Start of Excerpted data
#[cfg(test)]
mod tests {
    use super::*;
    use crate::downcasting::{Downcasting, Unifying};
    use crate::symbol::{ExternalSymbol, InternalSymbol, SymbolKey};
    use std::any::Any;
    use std::cell::Cell;

    fn int_value(o: &dyn Any) -> Option<i32> {
        o.downcast_ref::<f64>().map(|v| *v as i32)
    }

    fn positive() -> InternalSymbol<i32> {
        InternalSymbol::named("positive", Downcasting::<i32>::with_filter(|v| *v > 0))
    }

    #[test]
    fn test_put_and_get() -> Result<(), MapError> {
        let symbol = positive();
        let context = SymbolContext::<SymbolKey>::new();

        assert_eq!(context.put(&symbol, 1)?, None);
        assert_eq!(context.get(&symbol)?, Some(1));
        assert_eq!(context.find(&symbol)?, Some(1));
        assert_eq!(context.put(&symbol, 2)?, Some(1));
        assert!(context.contains(&symbol)?);
        assert_eq!(context.len()?, 1);
        Ok(())
    }

    #[test]
    fn test_rejected_put_leaves_store() -> Result<(), MapError> {
        let symbol = positive();
        let context = SymbolContext::<SymbolKey>::new();
        context.put(&symbol, 5)?;

        let refused = context.put(&symbol, -5);
        assert!(matches!(
            refused,
            Err(MapError::Adaptation(AdaptationError::Rejected { .. }))
        ));
        assert_eq!(context.get(&symbol)?, Some(5));

        assert!(context.set(&symbol, 0).is_err());
        assert!(context.replace(&symbol, 0).is_err());
        assert!(context.merge(&symbol, 0, |a, _| Some(a)).is_err());
        assert_eq!(context.get(&symbol)?, Some(5));
        Ok(())
    }

    #[test]
    fn test_put_if_absent() -> Result<(), MapError> {
        let symbol = positive();
        let context = SymbolContext::<SymbolKey>::new();

        assert_eq!(context.put_if_absent(&symbol, 1)?, Some(1));
        assert_eq!(context.put_if_absent(&symbol, 2)?, Some(1));
        assert!(context.put_if_absent(&symbol, -2).is_err());

        // A stored value the symbol refuses counts as absent
        context.store().put(symbol.remap(), AnyValue::new("junk"))?;
        assert_eq!(context.put_if_absent(&symbol, 3)?, Some(3));

        context.clear()?.add(&symbol, 4)?.add(&symbol, 5)?;
        assert_eq!(context.get(&symbol)?, Some(4));
        Ok(())
    }

    #[test]
    fn test_replace() -> Result<(), MapError> {
        let symbol = positive();
        let context = SymbolContext::<SymbolKey>::new();

        assert_eq!(context.replace(&symbol, 1)?, None);
        assert_eq!(context.get(&symbol)?, None);

        context.put(&symbol, 1)?;
        assert_eq!(context.replace(&symbol, 2)?, Some(1));
        assert!(!context.replace_if(&symbol, &1, 3)?);
        assert!(context.replace_if(&symbol, &2, 3)?);
        assert_eq!(context.get(&symbol)?, Some(3));
        Ok(())
    }

    #[test]
    fn test_remove() -> Result<(), MapError> {
        let symbol = positive();
        let context = SymbolContext::<SymbolKey>::new();
        context.put(&symbol, 7)?;

        assert!(!context.remove_if(&symbol, |v| *v > 10)?);
        assert!(context.remove_if(&symbol, |v| *v == 7)?);
        assert!(context.is_empty()?);

        context.put(&symbol, 8)?;
        assert_eq!(context.remove(&symbol)?, Some(8));
        assert_eq!(context.remove(&symbol)?, None);

        context.put(&symbol, 9)?;
        context.discard(&symbol)?;
        assert!(!context.contains(&symbol)?);
        Ok(())
    }

    #[test]
    fn test_merge() -> Result<(), MapError> {
        let symbol = positive();
        let context = SymbolContext::<SymbolKey>::new();

        assert_eq!(context.merge(&symbol, 2, |a, b| Some(a + b))?, Some(2));
        assert_eq!(context.merge(&symbol, 3, |a, b| Some(a + b))?, Some(5));

        // A combination the symbol refuses removes the entry
        assert_eq!(context.merge(&symbol, 6, |a, b| Some(b - a))?, None);
        assert_eq!(context.find(&symbol)?, None);

        context.put(&symbol, 1)?;
        assert_eq!(context.merge(&symbol, 1, |_, _| None)?, None);
        assert!(context.is_empty()?);
        Ok(())
    }

    #[test]
    fn test_compute() -> Result<(), MapError> {
        let symbol = positive();
        let context = SymbolContext::<SymbolKey>::new();

        let result = context.compute(&symbol, |key, current| {
            assert_eq!(key, &symbol.remap());
            assert_eq!(current, None);
            Some(10)
        })?;
        assert_eq!(result, Some(10));

        assert_eq!(context.compute(&symbol, |_, v| v.map(|v| v * 2))?, Some(20));
        assert_eq!(context.compute(&symbol, |_, v| v.map(|v| -v))?, None);
        assert!(context.is_empty()?);
        Ok(())
    }

    #[test]
    fn test_compute_returning_current_keeps_entry() -> Result<(), MapError> {
        let symbol = InternalSymbol::new(Unifying::<i32>::to(int_value));
        let context = SymbolContext::<SymbolKey>::new();
        context.store().put(symbol.remap(), AnyValue::new(4.5f64))?;

        assert_eq!(context.compute(&symbol, |_, current| current)?, Some(4));
        assert!(context.store().with(&symbol.remap(), |v: &i32| *v == 4)?);

        assert_eq!(context.compute(&symbol, |_, current| current)?, Some(4));
        assert_eq!(context.len()?, 1);
        Ok(())
    }

    #[test]
    fn test_compute_if_absent_generator_called_once() -> Result<(), MapError> {
        let symbol = InternalSymbol::new(
            Downcasting::<String>::with_fallback_value("defaultName".to_string())
                .map_err(MapError::from)?,
        );
        let context = SymbolContext::<SymbolKey>::new();
        let calls = Cell::new(0);
        let generate = |_: &SymbolKey| {
            calls.set(calls.get() + 1);
            Some("generated".to_string())
        };

        assert_eq!(
            context.compute_if_absent(&symbol, generate)?,
            Some("generated".to_string())
        );
        assert_eq!(
            context.compute_if_absent(&symbol, generate)?,
            Some("generated".to_string())
        );
        assert_eq!(calls.get(), 1);
        Ok(())
    }

    #[test]
    fn test_compute_if_present() -> Result<(), MapError> {
        let symbol = positive();
        let context = SymbolContext::<SymbolKey>::new();

        assert_eq!(context.compute_if_present(&symbol, |_, v| Some(v + 1))?, None);
        assert!(context.is_empty()?);

        context.put(&symbol, 1)?;
        assert_eq!(context.compute_if_present(&symbol, |_, v| Some(v + 1))?, Some(2));

        // Raw values the symbol refuses are dropped
        context.store().put(symbol.remap(), AnyValue::new(-1i32))?;
        assert_eq!(context.compute_if_present(&symbol, |_, v| Some(v))?, None);
        assert!(context.is_empty()?);
        Ok(())
    }

    #[test]
    fn test_supply_variants() -> Result<(), MapError> {
        let symbol = positive();
        let context = SymbolContext::<SymbolKey>::new();

        assert_eq!(context.supply_if_present(&symbol, || Some(1))?, None);
        assert_eq!(context.supply_if_absent(&symbol, || Some(1))?, Some(1));
        assert_eq!(context.supply_if_absent(&symbol, || Some(2))?, Some(1));
        assert_eq!(context.supply_if_present(&symbol, || Some(3))?, Some(3));
        assert_eq!(context.supply_if_present(&symbol, || None)?, None);
        assert!(context.is_empty()?);
        Ok(())
    }

    #[test]
    fn test_have_and_supply() -> Result<(), MapError> {
        let defaulted = InternalSymbol::new(
            Unifying::<i32>::with_fallback_value(int_value, 0).map_err(MapError::from)?,
        );
        let context = SymbolContext::<SymbolKey>::new();

        assert_eq!(context.have(&defaulted)?, Some(0));
        assert_eq!(context.get(&defaulted)?, Some(0));

        context.store().put(defaulted.remap(), AnyValue::new("junk"))?;
        assert_eq!(context.have(&defaulted)?, None);
        assert!(context.store().get(&defaulted.remap())?.is_some());

        assert_eq!(context.supply(&defaulted)?, Some(0));
        assert_eq!(context.get(&defaulted)?, Some(0));

        // A foreign value that unifies is kept as it is
        context.store().put(defaulted.remap(), AnyValue::new(4.5f64))?;
        assert_eq!(context.supply(&defaulted)?, Some(4));
        assert!(context
            .store()
            .get(&defaulted.remap())?
            .is_some_and(|raw| raw.is_type::<f64>()));
        Ok(())
    }

    #[test]
    fn test_let_value() -> Result<(), MapError> {
        let symbol = positive();
        let context = SymbolContext::<SymbolKey>::new();

        assert_eq!(context.let_value(&symbol, Some(3))?, Some(3));
        assert_eq!(context.get(&symbol)?, Some(3));
        assert_eq!(context.let_value(&symbol, Some(-3))?, None);
        assert!(context.is_empty()?);
        context.put(&symbol, 3)?;
        assert_eq!(context.let_value(&symbol, None)?, None);
        assert!(context.is_empty()?);
        Ok(())
    }

    #[test]
    fn test_require_and_yield() -> Result<(), MapError> {
        let symbol = ExternalSymbol::new("limits.max", Downcasting::<u64>::to());
        let context = SymbolContext::<SymbolKey>::new();

        match context.require(&symbol) {
            Err(MapError::Adaptation(AdaptationError::Missing { key })) => {
                assert_eq!(key, "SymbolKey(limits.max)")
            }
            other => panic!("expected missing item, got {:?}", other),
        }
        assert!(context.yield_from(&symbol)?.request().map_err(MapError::from)?.is_none());

        context.store().put(symbol.remap(), AnyValue::new(1u8))?;
        assert!(context.yield_from(&symbol)?.request().is_err());

        context.put(&symbol, 9)?;
        assert_eq!(context.require(&symbol)?, 9);
        Ok(())
    }

    #[test]
    fn test_unmodifiable_view() -> Result<(), MapError> {
        let symbol = positive();
        let context = SymbolContext::<SymbolKey>::new();
        context.put(&symbol, 1)?;

        let view = context.unmodifiable();
        assert_eq!(view.get(&symbol)?, Some(1));
        assert!(matches!(view.put(&symbol, 2), Err(MapError::ReadOnly)));
        assert!(matches!(view.put_if_absent(&symbol, 2), Err(MapError::ReadOnly)));
        assert!(matches!(view.discard(&symbol), Err(MapError::ReadOnly)));
        assert!(matches!(view.clear(), Err(MapError::ReadOnly)));

        // Strict rejection is reported before the store is consulted
        assert!(matches!(view.put(&symbol, -1), Err(MapError::Adaptation(_))));

        context.put(&symbol, 2)?;
        assert_eq!(view.get(&symbol)?, Some(2));
        Ok(())
    }

    #[test]
    fn test_constant_keys() -> Result<(), MapError> {
        use crate::mappable::ConstantMappable;

        let port = ConstantMappable::new("port", Downcasting::<u16>::to());
        let context = SymbolContext::<&str>::new();
        context.put(&port, 8080)?;
        assert_eq!(context.get(&port)?, Some(8080));
        assert_eq!(context.store().keys()?, vec!["port"]);
        Ok(())
    }
}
End of Excerpted data
§ What needs to be done
Look through the entries and find each line that has the string "Cell". Copy those lines.

§ Response area
    use std::cell::Cell;
        let calls = Cell::new(0);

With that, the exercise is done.